購入の切欠を作ってくれたmichaelさんに感謝。

誰もが一概にオカシイとは言えず「自分の思う許せない領域」に踏み込まれたら
タガが外れてしまう人揃いなのだという印象を受けましたねー。
ジャイアントマンのDVに怒るキャップとか。いや、これで十分オカシイんだけど。
そして一番性格悪いのは原作の人と絵描きの人だと思います(巻末のコメンタリー読みながら)。

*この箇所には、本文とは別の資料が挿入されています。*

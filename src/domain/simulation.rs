//! Daily simulation series produced by strategy evaluation.

use crate::domain::bar::IndicatorSnapshot;
use chrono::NaiveDate;

/// One day of an evaluated strategy: the equity-curve row plus the underlying
/// bar's technical snapshot, carried through so summarization needs nothing
/// but this series.
#[derive(Debug, Clone, PartialEq)]
pub struct SimulationPoint {
    pub date: NaiveDate,
    /// Quantity held; fractional shares allowed.
    pub position: f64,
    /// Close of the underlying bar.
    pub price: f64,
    /// position * price
    pub portfolio_value: f64,
    /// Fractional change of portfolio_value from the prior row; first row 0.
    pub daily_return: f64,
    /// portfolio_value - initial capital
    pub cumulative_profit: f64,
    /// portfolio_value / running max - 1; always <= 0.
    pub drawdown: f64,
    pub indicators: IndicatorSnapshot,
}
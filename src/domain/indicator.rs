//! Rolling indicator pipeline.
//!
//! Derives the technical fields carried by [`PriceBar`] from the raw OHLCV
//! series. Every function returns one value per input row; `None` marks rows
//! inside the warm-up window of the field.

use crate::domain::bar::{IndicatorSnapshot, PriceBar};

/// n-day fractional change of close. Defined from index n onward.
pub fn horizon_return(closes: &[f64], n: usize) -> Vec<Option<f64>> {
    closes
        .iter()
        .enumerate()
        .map(|(i, &c)| {
            if i >= n && closes[i - n] != 0.0 {
                Some(c / closes[i - n] - 1.0)
            } else {
                None
            }
        })
        .collect()
}

/// Simple moving average over `window` values. Defined from index window-1.
pub fn sma(values: &[f64], window: usize) -> Vec<Option<f64>> {
    if window == 0 {
        return vec![None; values.len()];
    }
    let mut out = Vec::with_capacity(values.len());
    let mut running = 0.0;
    for (i, &v) in values.iter().enumerate() {
        running += v;
        if i >= window {
            running -= values[i - window];
        }
        if i + 1 >= window {
            out.push(Some(running / window as f64));
        } else {
            out.push(None);
        }
    }
    out
}

/// RSI from simple rolling means of gains and losses over close deltas.
///
/// The first delta does not exist, so the first defined index is `period`
/// (the window must hold `period` real deltas). An all-flat window has no
/// gains and no losses and is undefined; a window with gains and zero losses
/// saturates at 100.
pub fn rsi(closes: &[f64], period: usize) -> Vec<Option<f64>> {
    let n = closes.len();
    let mut out = vec![None; n];
    if period == 0 || n < period + 1 {
        return out;
    }

    for i in period..n {
        let mut gains = 0.0;
        let mut losses = 0.0;
        for j in (i + 1 - period)..=i {
            let delta = closes[j] - closes[j - 1];
            if delta > 0.0 {
                gains += delta;
            } else {
                losses -= delta;
            }
        }
        let avg_gain = gains / period as f64;
        let avg_loss = losses / period as f64;

        out[i] = if avg_loss == 0.0 && avg_gain == 0.0 {
            None
        } else if avg_loss == 0.0 {
            Some(100.0)
        } else {
            let rs = avg_gain / avg_loss;
            Some(100.0 - 100.0 / (1.0 + rs))
        };
    }
    out
}

/// Simple rolling mean of true range. The first row has no prior close, so
/// its true range degrades to high - low; defined from index period-1.
pub fn atr(bars: &[PriceBar], period: usize) -> Vec<Option<f64>> {
    if period == 0 {
        return vec![None; bars.len()];
    }
    let tr: Vec<f64> = bars
        .iter()
        .enumerate()
        .map(|(i, bar)| {
            if i == 0 {
                bar.high - bar.low
            } else {
                bar.true_range(bars[i - 1].close)
            }
        })
        .collect();
    sma(&tr, period)
}

/// Rolling sample standard deviation (n-1 divisor) over an already-windowed
/// series. A window containing any undefined value is undefined.
pub fn rolling_stddev(values: &[Option<f64>], window: usize) -> Vec<Option<f64>> {
    let n = values.len();
    let mut out = vec![None; n];
    if window < 2 {
        return out;
    }

    for i in (window - 1)..n {
        let slice = &values[i + 1 - window..=i];
        if slice.iter().any(|v| v.is_none()) {
            continue;
        }
        let xs: Vec<f64> = slice.iter().map(|v| v.unwrap()).collect();
        let mean = xs.iter().sum::<f64>() / window as f64;
        let var = xs.iter().map(|x| (x - mean).powi(2)).sum::<f64>() / (window - 1) as f64;
        out[i] = Some(var.sqrt());
    }
    out
}

/// Volume divided by its rolling mean. Defined from index window-1; undefined
/// when the rolling mean is zero.
pub fn volume_ratio(volumes: &[i64], window: usize) -> Vec<Option<f64>> {
    let as_f64: Vec<f64> = volumes.iter().map(|&v| v as f64).collect();
    sma(&as_f64, window)
        .into_iter()
        .zip(&as_f64)
        .map(|(mean, &v)| match mean {
            Some(m) if m > 0.0 => Some(v / m),
            _ => None,
        })
        .collect()
}

/// Fill every bar's indicator snapshot from the raw series. Consumes and
/// returns the bars so enrichment happens exactly once, before any
/// range-bounding.
pub fn enrich(mut bars: Vec<PriceBar>) -> Vec<PriceBar> {
    let closes: Vec<f64> = bars.iter().map(|b| b.close).collect();
    let volumes: Vec<i64> = bars.iter().map(|b| b.volume).collect();

    let return_1d = horizon_return(&closes, 1);
    let return_5d = horizon_return(&closes, 5);
    let return_20d = horizon_return(&closes, 20);
    let sma_200 = sma(&closes, 200);
    let rsi_14 = rsi(&closes, 14);
    let atr_14 = atr(&bars, 14);
    let volatility_20d = rolling_stddev(&return_1d, 20);
    let vol_ratio = volume_ratio(&volumes, 20);

    for (i, bar) in bars.iter_mut().enumerate() {
        bar.indicators = IndicatorSnapshot {
            return_1d: return_1d[i],
            return_5d: return_5d[i],
            return_20d: return_20d[i],
            sma_200: sma_200[i],
            rsi_14: rsi_14[i],
            atr_14: atr_14[i],
            volatility_20d: volatility_20d[i],
            volume_ratio: vol_ratio[i],
        };
    }
    bars
}
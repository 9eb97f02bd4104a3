//! rodio implementation of the player's engine seam.
//!
//! `RodioEngine` owns the output stream. Each load runs on its own worker
//! thread which fetches the file (local or HTTP), decodes it, appends it to
//! the handle's sink and reports back through a channel drained by the
//! controller.

mod engine;
mod error;
mod handle;
mod source;

pub use engine::RodioEngine;
pub use error::AudioError;
pub use handle::RodioHandle;
//! Playback sequencing: which track is current, what the engine is doing
//! with it, and what happens when it ends.
//!
//! The controller is driven from a single thread. User intents arrive as
//! method calls, engine results as generation-tagged events, and the two
//! timers (progress poll, auto-advance) fire from `tick`. Anything that
//! starts a new track cancels both timers and releases the live handle
//! before the engine is asked for the next one.

use std::time::{Duration, Instant};

use tracing::{debug, info, warn};

use super::engine::{EngineHandle, PlaybackEngine};
use super::error::{PlayerError, Result};
use super::types::{EngineEvent, EngineEventKind, Generation, PlayerConfig, PlayerState, Session};
use crate::dataset::Track;

struct PollTimer {
    /// `None` until the first tick after arming.
    next_due: Option<Instant>,
}

struct AutoAdvance {
    /// Generation the advance was scheduled under.
    token: Generation,
    due: Instant,
}

pub struct PlayerController<E: PlaybackEngine> {
    engine: E,
    config: PlayerConfig,
    tracks: Vec<Track>,
    session: Session,
    state: PlayerState,
    generation: Generation,
    live: Option<E::Handle>,
    poll: Option<PollTimer>,
    auto_advance: Option<AutoAdvance>,
}

impl<E: PlaybackEngine> PlayerController<E> {
    pub fn new(engine: E, config: PlayerConfig) -> Self {
        Self {
            engine,
            config,
            tracks: Vec::new(),
            session: Session::default(),
            state: PlayerState::Idle,
            generation: 0,
            live: None,
            poll: None,
            auto_advance: None,
        }
    }

    pub fn session(&self) -> &Session {
        &self.session
    }

    pub fn state(&self) -> PlayerState {
        self.state
    }

    #[cfg(test)]
    pub fn generation(&self) -> Generation {
        self.generation
    }

    pub fn current_track(&self) -> Option<&Track> {
        self.tracks.get(self.session.current_index)
    }

    /// Swap in a new track list. The old session is torn down first.
    pub fn replace_tracks(&mut self, tracks: Vec<Track>) {
        self.teardown();
        info!(tracks = tracks.len(), "track list replaced");
        self.tracks = tracks;
    }

    /// Release the engine handle, clear timers and reset the session.
    pub fn teardown(&mut self) {
        self.auto_advance = None;
        self.release();
        self.generation += 1;
        self.session.reset();
        self.state = PlayerState::Idle;
    }

    /// Load and play track `index`, replacing whatever is live.
    pub fn select_track(&mut self, index: usize) -> Result<()> {
        let len = self.tracks.len();
        if len == 0 {
            return Err(PlayerError::EmptyTrackList);
        }
        if index >= len {
            return Err(PlayerError::IndexOutOfRange { index, len });
        }

        self.auto_advance = None;
        self.release();
        self.generation += 1;

        self.session.current_index = index;
        self.session.progress_seconds = 0.0;
        self.session.duration_seconds = 0.0;
        self.session.is_loading = true;
        self.session.is_playing = true;
        self.session.pending_auto_advance = false;
        self.state = PlayerState::Loading;

        let track = &self.tracks[index];
        info!(index, title = %track.title, generation = self.generation, "loading track");
        let handle = self
            .engine
            .load(self.generation, &track.url, self.session.playback_rate);
        self.live = Some(handle);
        self.poll = Some(PollTimer { next_due: None });
        Ok(())
    }

    pub fn toggle_play_pause(&mut self) -> Result<()> {
        match self.state {
            PlayerState::Playing => self.pause(),
            PlayerState::Paused => {
                if self.live.is_none() {
                    return self.select_track(self.session.current_index);
                }
                if let Some(h) = self.live.as_mut() {
                    h.play();
                }
                self.session.is_playing = true;
                self.state = PlayerState::Playing;
            }
            PlayerState::AutoAdvancePending => {
                self.auto_advance = None;
                return self.next();
            }
            PlayerState::Idle => {
                if self.tracks.is_empty() {
                    return Ok(());
                }
                return self.select_track(self.session.current_index);
            }
            PlayerState::Loading => {
                if self.session.is_playing {
                    self.pause();
                } else if let Some(h) = self.live.as_mut() {
                    h.play();
                    self.session.is_playing = true;
                }
            }
        }
        Ok(())
    }

    /// Pause without toggling. While an auto-advance is pending this cancels
    /// the delay; the advance then waits for the next toggle.
    pub fn pause(&mut self) {
        match self.state {
            PlayerState::Playing | PlayerState::Loading => {
                if let Some(h) = self.live.as_mut() {
                    h.pause();
                }
                self.session.is_playing = false;
                if self.state == PlayerState::Playing {
                    self.state = PlayerState::Paused;
                }
            }
            PlayerState::AutoAdvancePending => {
                self.auto_advance = None;
                self.session.is_playing = false;
            }
            PlayerState::Idle | PlayerState::Paused => {}
        }
    }

    pub fn next(&mut self) -> Result<()> {
        let len = self.tracks.len();
        if len == 0 {
            return Ok(());
        }
        self.select_track((self.session.current_index + 1) % len)
    }

    /// Restart the current track if it has played past the restart threshold,
    /// otherwise go to the previous one (wrapping).
    pub fn prev(&mut self) -> Result<()> {
        let len = self.tracks.len();
        if len == 0 {
            return Ok(());
        }
        let current = self.session.current_index;
        let target = if self.session.progress_seconds > self.config.restart_threshold_secs {
            current
        } else {
            (current + len - 1) % len
        };
        self.select_track(target)
    }

    /// Seek to `seconds`, clamped to the known duration. Progress updates
    /// immediately rather than waiting for the next poll.
    pub fn seek(&mut self, seconds: f64) {
        let max = self.session.duration_seconds.max(0.0);
        let target = if seconds.is_nan() {
            0.0
        } else {
            seconds.clamp(0.0, max)
        };
        if let Some(h) = self.live.as_mut() {
            h.seek(Duration::from_secs_f64(target));
        }
        self.session.progress_seconds = target;
    }

    pub fn seek_by(&mut self, delta_seconds: f64) {
        self.seek(self.session.progress_seconds + delta_seconds);
    }

    pub fn set_playback_rate(&mut self, rate: f32) -> Result<()> {
        if !(rate.is_finite() && rate > 0.0) {
            return Err(PlayerError::InvalidRate(rate));
        }
        self.session.playback_rate = rate;
        if let Some(h) = self.live.as_mut() {
            h.set_rate(rate);
        }
        Ok(())
    }

    /// Move `steps` notches along the configured rate ladder.
    pub fn step_playback_rate(&mut self, steps: i32) -> Result<()> {
        let c = &self.config;
        let raw = self.session.playback_rate + steps as f32 * c.rate_step;
        let notch = ((raw - c.rate_min) / c.rate_step).round();
        let rate = (c.rate_min + notch * c.rate_step).clamp(c.rate_min, c.rate_max);
        self.set_playback_rate(rate)
    }

    pub fn set_continue_playing(&mut self, enabled: bool) {
        self.session.continue_playing = enabled;
    }

    pub fn toggle_continue_playing(&mut self) {
        self.set_continue_playing(!self.session.continue_playing);
    }

    /// Apply pending engine events, then fire due timers.
    pub fn pump(&mut self, now: Instant) {
        for event in self.engine.drain_events() {
            self.handle_event(event, now);
        }
        self.tick(now);
    }

    /// Apply one engine event. Events from an earlier generation are dropped.
    pub fn handle_event(&mut self, event: EngineEvent, now: Instant) {
        if event.generation != self.generation {
            debug!(
                event = event.generation,
                current = self.generation,
                "dropping stale engine event"
            );
            return;
        }

        match event.kind {
            EngineEventKind::Ready { duration } => {
                if self.state != PlayerState::Loading {
                    return;
                }
                self.session.duration_seconds = duration.as_secs_f64();
                self.session.is_loading = false;
                self.state = if self.session.is_playing {
                    PlayerState::Playing
                } else {
                    PlayerState::Paused
                };
                debug!(duration = self.session.duration_seconds, "track ready");
            }
            EngineEventKind::Ended => {
                if !matches!(self.state, PlayerState::Playing | PlayerState::Paused) {
                    return;
                }
                self.poll = None;
                if self.session.continue_playing {
                    self.session.progress_seconds = self.session.duration_seconds;
                    self.session.pending_auto_advance = true;
                    self.state = PlayerState::AutoAdvancePending;
                    self.auto_advance = Some(AutoAdvance {
                        token: self.generation,
                        due: now + self.config.auto_advance_delay,
                    });
                    debug!(
                        delay_ms = self.config.auto_advance_delay.as_millis() as u64,
                        "track ended, advancing after delay"
                    );
                } else {
                    self.release();
                    self.session.is_playing = false;
                    self.session.progress_seconds = 0.0;
                    self.state = PlayerState::Idle;
                    debug!("track ended");
                }
            }
            EngineEventKind::Failed { reason } => {
                warn!(
                    index = self.session.current_index,
                    reason = %reason,
                    "track failed to load"
                );
                self.release();
                self.session.is_loading = false;
                self.session.is_playing = false;
                self.state = PlayerState::Idle;
            }
        }
    }

    /// Fire the auto-advance and progress poll if they are due.
    pub fn tick(&mut self, now: Instant) {
        if self.auto_advance.as_ref().is_some_and(|a| now >= a.due) {
            if let Some(a) = self.auto_advance.take() {
                let still_applies = a.token == self.generation
                    && self.state == PlayerState::AutoAdvancePending
                    && self.session.is_playing;
                if still_applies {
                    if let Err(e) = self.next() {
                        warn!(error = %e, "auto-advance failed");
                    }
                }
            }
        }

        if self.state != PlayerState::Playing {
            return;
        }
        let interval = self.config.poll_interval;
        if let (Some(poll), Some(h)) = (self.poll.as_mut(), self.live.as_ref()) {
            if poll.next_due.is_none_or(|d| now >= d) {
                if h.is_playing() {
                    self.session.progress_seconds = h.position().as_secs_f64();
                }
                poll.next_due = Some(now + interval);
            }
        }
    }

    /// The earliest instant at which `tick` has something to do.
    pub fn next_deadline(&self) -> Option<Instant> {
        let poll = if self.state == PlayerState::Playing {
            self.poll.as_ref().and_then(|p| p.next_due)
        } else {
            None
        };
        let advance = self.auto_advance.as_ref().map(|a| a.due);
        match (poll, advance) {
            (Some(p), Some(a)) => Some(p.min(a)),
            (p, a) => p.or(a),
        }
    }

    /// Time left before a scheduled auto-advance, if one is scheduled.
    pub fn auto_advance_remaining(&self, now: Instant) -> Option<Duration> {
        self.auto_advance
            .as_ref()
            .map(|a| a.due.saturating_duration_since(now))
    }

    fn release(&mut self) {
        self.poll = None;
        if let Some(mut h) = self.live.take() {
            h.stop();
        }
    }
}

impl<E: PlaybackEngine> Drop for PlayerController<E> {
    fn drop(&mut self) {
        self.release();
    }
}
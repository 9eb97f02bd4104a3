use std::{env, path::PathBuf};

use super::schema::Settings;

/// Configuration loading helpers.
///
/// `Settings::load` tries environment variables first (prefix `WEEKDECK__`), then an
/// optional config file and falls back to struct defaults.
impl Settings {
    /// Load settings from environment and optional config file.
    pub fn load() -> Result<Self, ::config::ConfigError> {
        let config_path = resolve_config_path();

        let mut builder = ::config::Config::builder();

        if let Some(path) = &config_path {
            builder = builder.add_source(::config::File::from(path.as_path()).required(false));
        }

        builder = builder.add_source(
            ::config::Environment::with_prefix("WEEKDECK")
                .prefix_separator("__")
                .separator("__")
                .try_parsing(true),
        );

        let cfg = builder.build()?;
        let settings: Settings = cfg.try_deserialize()?;
        Ok(settings)
    }

    /// Perform basic validation checks on loaded settings.
    pub fn validate(&self) -> Result<(), String> {
        let p = &self.playback;
        if !(p.rate_min.is_finite() && p.rate_min > 0.0) {
            return Err("playback.rate_min must be > 0".to_string());
        }
        if !(p.rate_max.is_finite() && p.rate_max >= p.rate_min) {
            return Err("playback.rate_max must be >= playback.rate_min".to_string());
        }
        if !(p.rate_step.is_finite() && p.rate_step > 0.0) {
            return Err("playback.rate_step must be > 0".to_string());
        }
        if !(p.default_rate >= p.rate_min && p.default_rate <= p.rate_max) {
            return Err("playback.default_rate must lie within [rate_min, rate_max]".to_string());
        }
        if !(p.restart_threshold_secs.is_finite() && p.restart_threshold_secs >= 0.0) {
            return Err("playback.restart_threshold_secs must be >= 0".to_string());
        }
        if p.poll_hz == 0 {
            return Err("playback.poll_hz must be >= 1".to_string());
        }
        if self.dataset.source.trim().is_empty() {
            return Err("dataset.source must not be empty".to_string());
        }
        Ok(())
    }
}

/// Resolve the config path from `WEEKDECK_CONFIG_PATH` or XDG defaults.
pub fn resolve_config_path() -> Option<PathBuf> {
    if let Some(p) = env::var_os("WEEKDECK_CONFIG_PATH") {
        let p = PathBuf::from(p);
        return Some(p);
    }
    default_config_path()
}

/// Compute the default config path under `$XDG_CONFIG_HOME/weekdeck/config.toml`
/// or `~/.config/weekdeck/config.toml` when `XDG_CONFIG_HOME` is not set.
pub fn default_config_path() -> Option<PathBuf> {
    let config_home = if let Some(xdg) = env::var_os("XDG_CONFIG_HOME") {
        Some(PathBuf::from(xdg))
    } else {
        env::var_os("HOME").map(|home| PathBuf::from(home).join(".config"))
    };

    config_home.map(|d| d.join("weekdeck").join("config.toml"))
}

/// Compute the default log path under `$XDG_STATE_HOME/weekdeck/weekdeck.log`
/// or `~/.local/state/weekdeck/weekdeck.log`.
pub fn default_log_path() -> Option<PathBuf> {
    let state_home = if let Some(xdg) = env::var_os("XDG_STATE_HOME") {
        Some(PathBuf::from(xdg))
    } else {
        env::var_os("HOME").map(|home| PathBuf::from(home).join(".local").join("state"))
    };

    state_home.map(|d| d.join("weekdeck").join("weekdeck.log"))
}
//! Application module: exposes the app model used by the TUI and runtime.
//!
//! The `App` model lives in `app::model` and holds the dataset, the active
//! route with its pages and tracks, and the list cursor.

mod model;

pub use model::*;
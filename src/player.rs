//! Player controller and the engine seam it drives.
//!
//! `PlayerController` is generic over `PlaybackEngine` so the sequencing
//! rules can run against rodio in the app and a scripted engine in tests.

mod controller;
mod engine;
mod error;
mod types;

pub use controller::PlayerController;
pub use engine::{EngineHandle, PlaybackEngine};
pub use error::PlayerError;
pub use types::{EngineEvent, EngineEventKind, Generation, PlayerConfig, PlayerState, Session};

#[cfg(test)]
mod tests;
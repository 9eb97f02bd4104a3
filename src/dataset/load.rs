use reqwest::blocking::Client;
use thiserror::Error;
use tracing::{debug, info, warn};

use super::model::{Dataset, DatasetRow};
use crate::resource::{Resource, ResourceError};

#[derive(Debug, Error)]
pub enum DatasetError {
    #[error("failed to fetch dataset: {0}")]
    Fetch(#[from] ResourceError),
    #[error("failed to read CSV header: {0}")]
    Csv(#[from] csv::Error),
    #[error("dataset has no {0:?} column")]
    MissingColumn(&'static str),
}

/// Column groups the dataset must carry; each entry lists the accepted spellings.
const REQUIRED_COLUMNS: [(&str, &[&str]); 3] = [
    ("week", &["week", "group"]),
    ("page", &["page", "subgroup"]),
    ("url", &["url", "track_url"]),
];

/// Fetch and parse the dataset at `source`.
pub fn load_dataset(source: &Resource, client: &Client) -> Result<Dataset, DatasetError> {
    let text = source.read_text(client)?;
    let mut dataset = parse_csv(&text)?;
    resolve_urls(&mut dataset, source);
    info!(source = %source, rows = dataset.rows.len(), "dataset loaded");
    Ok(dataset)
}

/// Parse CSV text with a header row. Malformed rows are skipped, not fatal.
pub fn parse_csv(text: &str) -> Result<Dataset, DatasetError> {
    let mut rdr = csv::ReaderBuilder::new()
        .has_headers(true)
        .flexible(true)
        .trim(csv::Trim::All)
        .from_reader(text.as_bytes());

    let headers = rdr.headers()?.clone();
    for (name, spellings) in REQUIRED_COLUMNS {
        if !headers.iter().any(|h| spellings.contains(&h)) {
            return Err(DatasetError::MissingColumn(name));
        }
    }

    let mut rows = Vec::new();
    for (line, record) in rdr.deserialize::<DatasetRow>().enumerate() {
        match record {
            Ok(row) if row.url.trim().is_empty() => {
                debug!(line = line + 2, "skipping dataset row without url");
            }
            Ok(row) => rows.push(row),
            Err(e) => warn!(line = line + 2, error = %e, "skipping malformed dataset row"),
        }
    }
    Ok(Dataset::new(rows))
}

fn resolve_urls(dataset: &mut Dataset, base: &Resource) {
    for row in &mut dataset.rows {
        match base.join(&row.url) {
            Ok(resolved) => row.url = resolved.to_string(),
            Err(e) => warn!(url = %row.url, error = %e, "keeping unresolvable track url as-is"),
        }
    }
}
//! Application model: the loaded dataset, the active route and the views
//! derived from it (groups, pages, tracks), plus the list cursor.

use tracing::info;

use crate::dataset::{Dataset, PageEntry, Track, groups, pages_for, tracks_for};
use crate::route::Route;

/// The main application model.
pub struct App {
    pub dataset: Dataset,
    pub route: Route,
    pub groups: Vec<String>,
    pub pages: Vec<PageEntry>,
    pub tracks: Vec<Track>,
    /// Cursor position in the track list.
    pub selected: usize,
    pub source_label: Option<String>,
}

impl App {
    /// Create a new `App` showing `route` of `dataset`.
    pub fn new(dataset: Dataset, route: Route) -> Self {
        let mut app = Self {
            groups: groups(&dataset.rows),
            dataset,
            route,
            pages: Vec::new(),
            tracks: Vec::new(),
            selected: 0,
            source_label: None,
        };
        app.rebuild();
        app
    }

    /// Record where the dataset came from, for the status line.
    pub fn set_source_label(&mut self, label: String) {
        self.source_label = Some(label);
    }

    /// Switch to `route`. Returns true when the track list changed identity,
    /// i.e. the player must be torn down and handed the new list.
    pub fn navigate(&mut self, route: Route) -> bool {
        if route == self.route {
            return false;
        }
        info!(from = %self.route, to = %route, "navigating");
        self.route = route;
        self.rebuild();
        true
    }

    fn rebuild(&mut self) {
        let rows = &self.dataset.rows;
        self.pages = pages_for(rows, &self.route.group);
        self.tracks = tracks_for(rows, &self.route.group, &self.route.page);
        self.selected = 0;
    }

    pub fn has_tracks(&self) -> bool {
        !self.tracks.is_empty()
    }

    /// Position of the active page in the page selector, if it has one.
    pub fn page_position(&self) -> Option<usize> {
        let current = self.route.page.trim().parse::<u32>().ok()?;
        self.pages.iter().position(|p| p.number == current)
    }

    /// Route to the page `offset` steps away in the selector, wrapping.
    pub fn page_route(&self, offset: isize) -> Option<Route> {
        let len = self.pages.len();
        if len == 0 {
            return None;
        }
        let target = match self.page_position() {
            Some(pos) => wrap(pos, offset, len),
            None => 0,
        };
        Some(Route::new(
            self.route.group.clone(),
            self.pages[target].number.to_string(),
        ))
    }

    /// Route to the first page of the group `offset` steps away, wrapping.
    pub fn group_route(&self, offset: isize) -> Option<Route> {
        let len = self.groups.len();
        if len == 0 {
            return None;
        }
        let target = match self.groups.iter().position(|g| *g == self.route.group) {
            Some(pos) => wrap(pos, offset, len),
            None => 0,
        };
        let group = self.groups[target].clone();
        let page = pages_for(&self.dataset.rows, &group)
            .first()
            .map(|p| p.number.to_string())
            .unwrap_or_else(|| "1".to_string());
        Some(Route::new(group, page))
    }

    /// Label of the active page, if the selector knows it.
    pub fn page_label(&self) -> Option<&str> {
        self.page_position().map(|i| self.pages[i].label.as_str())
    }

    /// Move the cursor down one entry, wrapping.
    pub fn next(&mut self) {
        if self.has_tracks() {
            self.selected = (self.selected + 1) % self.tracks.len();
        }
    }

    /// Move the cursor up one entry, wrapping.
    pub fn prev(&mut self) {
        if self.has_tracks() {
            self.selected = (self.selected + self.tracks.len() - 1) % self.tracks.len();
        }
    }

    pub fn select_first(&mut self) {
        self.selected = 0;
    }

    pub fn select_last(&mut self) {
        self.selected = self.tracks.len().saturating_sub(1);
    }

    /// Set the cursor, ignoring out-of-range indices.
    pub fn set_selected(&mut self, idx: usize) {
        if idx < self.tracks.len() {
            self.selected = idx;
        }
    }
}

fn wrap(pos: usize, offset: isize, len: usize) -> usize {
    (pos as isize + offset).rem_euclid(len as isize) as usize
}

2013/01/04 (Fri) 09:07 | EDIT | REPLY |   

michael  

>>久仁彦さん
ミラーのコメンタリーは見どころが多いですよね。
物議を醸し出しそうな第5章ラストの「キャップがハルクに変身していないバナーの顔を蹴り飛ばす」というシーンに対して、「キャップは彼を落ち着かせるために偽りの穏やかさを見せ、バナーがハルクに戻る前に気絶させたんだ」という納得のいく解説がなされてましたし。

いやーキャップは『正直バナーにムカついたから』という理由で蹴り飛ばしたわけじゃ無かったんですねー納得ですねー。

色々過激な内容になっているのが魅力ですねこのアルティメッツは。
ゲッターロボで言えばTV版とは別にOVA版を楽しむみたいな感じでしょうか?